Thought I would write a blog post on what I am studying in my class, Women, Men, and Society. I have a test coming up soon and thought I would share some links, take some notes, and drink some tea! Hope you find this as resourceful as I do!

OMG! Wait sex, gender, and sexual orientation are not the same thing? But everything must line up. Sex determines gender determines proper orientation. Sounds like the heterosexual warphole of doom if you ask me! Judith Butler's heterosexual matrix comes to mind. Sex is the physical sex. Man, woman, and anything inbetween. We'll get there shortly. Gender is like the social ties we associate with sexes. It is more to do with our internal sense of self. For example, one can be physically male, but be internally female. Gender deals with what we have constructed. Blue boys, pink girls. (Please tell if I have this all wrong! I am studying here. I can get things wrong.) Orientation, deals with what we are attracted to. And that can deal with a whole lot more than sex. For example, sometimes I find myself attracted to masculine lesbian women. It is the sense of male that I am attracted to as oppose to simply one's sexual parts. (It makes me want to dress more effeminate so I can fool straight guys into checking me out. Then I can be like, HA sexuality isn't as black as white as you thought it was now was it! Fooled you!)
This is all tied into the following terms on my list of things to study such as Gender Stereotypes, Gender Roles, and Gender Identity. I won't go into depth here.
Stratification, patriarchy, sexism, paradigm, and social movement are all terms and ideas I am comfortable with, so I won't spend much time there.
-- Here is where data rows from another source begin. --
//! Extract urls from M3U playlist files
//!
//! M3U(8) is a de-facto standard: every line that does not start with `#` is
//! an entry. Entries are further split on whitespace so that servers which
//! put several URLs on one line still yield each of them.

/// Extract stream URLs from an M3U document, in order
pub fn parse(content: &str) -> Vec<String> {
    content
        .lines()
        .map(str::trim)
        .filter(|line| !line.is_empty() && !line.starts_with('#'))
        .flat_map(str::split_whitespace)
        .map(str::to_string)
        .collect()
}

#[cfg(test)]
mod tests {
    use super::*;

    #[test]
    fn test_one_url_per_line() {
        assert_eq!(parse("A\nB\n"), vec!["A", "B"]);
    }

    #[test]
    fn test_extended_header_and_comments_skipped() {
        let playlist = "#EXTM3U\n\
                        #EXTINF:-1,Station - Live Stream\n\
                        http://a.example/stream.mp3\n\
                        \n\
                        # mirror\n\
                        http://b.example/stream.mp3\n";
        assert_eq!(
            parse(playlist),
            vec!["http://a.example/stream.mp3", "http://b.example/stream.mp3"]
        );
    }

    #[test]
    fn test_crlf_and_whitespace_separated_entries() {
        assert_eq!(parse("A B\r\n\tC\r\n"), vec!["A", "B", "C"]);
    }

    #[test]
    fn test_empty_document() {
        assert!(parse("").is_empty());
        assert!(parse("#EXTM3U\n").is_empty());
    }
}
But, I am very curious to learn more about structual functionalism. It's interesting because the New Wave Feminists have come to reject this philosophy for explaining gender differences and stratification. What they really don't like about it, is the biological overtones structual functionalism has. Women have boobs, men have penises. They serve a function in society. Any deviation from that norm has a direct social sanction! (This is the point when the nazi-feminists rage my blog comments.) But that's ok. Here's a wiki diving board on the subject of structual functionalism. I think the paradigm still has some merit. Monkeys communicate! Not everything is simply socially constructed. And I am more of an interactionist any how. Nature VS Nurture is bullshit.
Structual Functionalism
Hrmm, will have to go to my book to read about the first, second, and third waves of feminism. That's a lot of feminism! Essentially, from what I understand, each wave just became broader and broader. (Broad is a terrible term!) First starting out with women's suffrage then progressing to family, sexuality, to orientation and overall equality for all groups of people. It is arguable that feminism is the most comprehensive of all the movements where other movements were more segmented into compartments. Feminism, in the new wave form, is all inclusive. Though, separate paradigms exist within todays movement as well.
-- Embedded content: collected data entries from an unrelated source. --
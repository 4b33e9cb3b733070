//! Error types for mspd-pd

use thiserror::Error;

/// Main error type for the station daemon
#[derive(Error, Debug)]
pub enum Error {
    /// Configuration errors from the common library
    #[error(transparent)]
    Config(#[from] mspd_common::Error),

    /// Status file I/O errors
    #[error("File I/O error: {0}")]
    Io(#[from] std::io::Error),

    /// An external command could not be started
    #[error("Could not start '{command}': {source}")]
    Spawn {
        command: String,
        #[source]
        source: std::io::Error,
    },

    /// Volume command failed or printed something unexpected
    #[error("Volume error: {0}")]
    Volume(String),

    /// Status files are inconsistent with the station list
    #[error("{0}")]
    Status(String),

    /// Station id outside the configured list
    #[error("Unknown station {0}")]
    UnknownStation(usize),
}

/// Convenience Result type using the mspd-pd Error
pub type Result<T> = std::result::Result<T, Error>;
//! [PLS playlist](https://en.wikipedia.org/wiki/PLS_(file_format)) parsing
//!
//! A PLS file is an INI document with a `[playlist]` section whose
//! `File1`..`FileN` keys carry the stream URLs. Key names are compared
//! without regard to case.

use crate::{Error, Result};
use ini::{Ini, ParseOption};

/// Section holding the playlist entries
pub const PLS_SECTION: &str = "playlist";

/// Prefix of the keys that carry stream URLs
pub const PLS_ENTRY_PREFIX: &str = "file";

/// Extract stream URLs from a PLS document, in declaration order
///
/// Fails when the document is not valid INI or has no `[playlist]` section.
pub fn parse(content: &str) -> Result<Vec<String>> {
    // URLs are taken literally: no quote stripping, no backslash escapes
    let options = ParseOption {
        enabled_quote: false,
        enabled_escape: false,
        ..Default::default()
    };

    let document = Ini::load_from_str_opt(content, options)
        .map_err(|e| Error::Playlist(e.to_string()))?;

    let section = document
        .section(Some(PLS_SECTION))
        .ok_or_else(|| Error::Playlist(format!("missing [{}] section", PLS_SECTION)))?;

    Ok(section
        .iter()
        .filter(|(key, _)| key.to_ascii_lowercase().starts_with(PLS_ENTRY_PREFIX))
        .map(|(_, value)| value.to_string())
        .collect())
}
5 Primary Social Institutions
Religion
Education
Economy
Goverment
Family - Yay, I got it right! -
Answers here! Not that I always trust the internet for answers.
Masculine Hegemony - Male Domination! - I find it fascinating that in apes and even in other mammals there is a tendency for the male to be more dominant. In
Female Choices, which leans a little to the biological deterministic perspective, it discusses the way monkeys mate. Does this mean that males dominate because of evolutionary instinct? Maybe. Does it mean it should stay that way? No. I think it is through the process of understanding our biological nature through our more sophisticated understanding and meticulous use of language that we can overcome our "innate instincts" that often cause inequality in regards to sexism. And if I could critique the sociological perspective, stop thinking that people are so much better than monkeys!!! We're not! Yah, we have language. Hooray. Primates communicate too, and they remember and keep track of social karma. So yah!
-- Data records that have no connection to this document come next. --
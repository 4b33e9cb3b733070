//! Station Daemon (mspd-pd) - Main entry point
//!
//! Serves the station control protocol and starts `mspd-ps` players on
//! request.

use anyhow::{Context, Result};
use clap::Parser;
use mspd_common::logging::init_tracing;
use mspd_common::shutdown::shutdown_signal;
use mspd_common::TomlConfig;
use mspd_pd::backend::Backend;
use mspd_pd::protocol::StationControl;
use mspd_pd::server::serve;
use mspd_pd::stations::StationTable;
use std::path::PathBuf;
use std::sync::Arc;
use tokio::net::TcpListener;
use tokio::sync::Mutex;
use tracing::{error, info, warn};

/// Command-line arguments for mspd-pd
#[derive(Parser, Debug)]
#[command(name = "mspd-pd")]
#[command(about = "Internet radio station daemon")]
#[command(version)]
struct Args {
    /// Configuration file
    #[arg(long, value_name = "FILE", env = "MSPD_CONFIG")]
    config: Option<PathBuf>,

    /// Address to listen on (overrides daemon.listen)
    #[arg(long, value_name = "ADDR", env = "MSPD_LISTEN")]
    listen: Option<String>,
}

#[tokio::main]
async fn main() -> Result<()> {
    let args = Args::parse();

    let (config, config_source) = TomlConfig::resolve(args.config.as_deref())
        .context("Failed to load configuration")?;

    init_tracing("mspd_pd", &config.logging);

    info!(
        "Starting MSPD Station Daemon (mspd-pd) v{} [{}] built {} ({})",
        env!("CARGO_PKG_VERSION"),
        env!("GIT_HASH"),
        env!("BUILD_TIMESTAMP"),
        env!("BUILD_PROFILE")
    );
    info!("Configuration: {}", config_source);

    let stations = StationTable::from_config(&config);
    if stations.is_empty() {
        warn!("No stations configured");
    } else {
        info!("Loaded {} stations", stations.len());
    }

    let mut backend = Backend::new(stations, &config.daemon);
    backend
        .run_dir()
        .ensure_exists()
        .await
        .context("Failed to create run directory")?;
    info!("Run directory: {}", backend.run_dir().root().display());
    info!("Player: {}", config.daemon.player);

    // State left behind by a previous daemon run
    match backend.status(false).await {
        Ok(status) if status.station_id != 0 => {
            info!("Station {} still playing: {}", status.station_id, status.tag)
        }
        Ok(_) => info!("Nothing playing"),
        Err(e) => warn!("Could not read previous status: {}", e),
    }

    let listen = args.listen.unwrap_or(config.daemon.listen);
    let listener = match TcpListener::bind(&listen).await {
        Ok(listener) => listener,
        Err(e) => {
            error!("Failed to bind {}: {}", listen, e);
            return Err(e).context("Failed to start control server");
        }
    };

    let control = Arc::new(Mutex::new(backend));
    tokio::select! {
        _ = serve(listener, Arc::clone(&control)) => {}
        _ = shutdown_signal() => {}
    }

    // Players are left running; a restarted daemon picks them up from the
    // run directory
    info!("Daemon shutdown complete");
    Ok(())
}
Haha! Well, last year, there was a male student who sat inside our human growth and development, which was made up of mostly women, and he argued that PMS was just a result of confirmation bias and that in many other developed countries, it didn't exist. Hence why I wrote the blog post,
PMS Doesn't Exist. Well, it turns out that some sociological perspectives suggest that it is also socially constructed. I think this is what my classmate last year was getting at. Who knows though, there were a lot of psychology majors. And if PMS and some of the mental disorders psych individuals make up from no where didn't exist, there would be no psychologists, and there would be no DSM! Ahhhhh! (I'm not always crazy enought to believe myself. But, I am saying that there are some sketchy disorders out there. Plus, the diagnosis criteria are often times arbitrary!) _Where's your proof Jacob? Hugh, Where's is it? I dropped an abnormal psych class because I didn't like the criteria for diagnosis, does that count? No! Use sources. Blarg.